* Problem to solve:
Give back, character for character, the line that includes "pub(crate) fn print_json<T: Serialize>(value: &T)" and all lines beneath it in the data.
** Opening Dataset entries block **
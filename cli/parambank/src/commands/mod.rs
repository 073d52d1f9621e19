//! CLI command implementations.

pub mod build;
pub mod layout;
pub mod lookup;

use std::path::Path;

use anyhow::{Context, Result};
use parambank_index::IndexCache;
use serde::Serialize;

use crate::manifest::SystemManifest;

/// Load a manifest and plan its layout.
pub(crate) fn plan(path: &Path) -> Result<(SystemManifest, IndexCache)> {
    let manifest = SystemManifest::load(path)?;
    let universe = manifest.universe()?;
    let cache = IndexCache::plan(&universe)
        .with_context(|| format!("planning layout for system `{}`", manifest.system.name))?;
    Ok((manifest, cache))
}

pub(crate) fn print_json<T: Serialize>(value: &T) -> Result<()> {
    let json = serde_json::to_string_pretty(value).context("serializing output")?;
    println!("{json}");
    Ok(())
}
** Closing Dataset entries block **
* Answer to this exercise:
pub(crate) fn print_json<T: Serialize>(value: &T) -> Result<()> {
    let json = serde_json::to_string_pretty(value).context("serializing output")?;
    println!("{json}");
    Ok(())
}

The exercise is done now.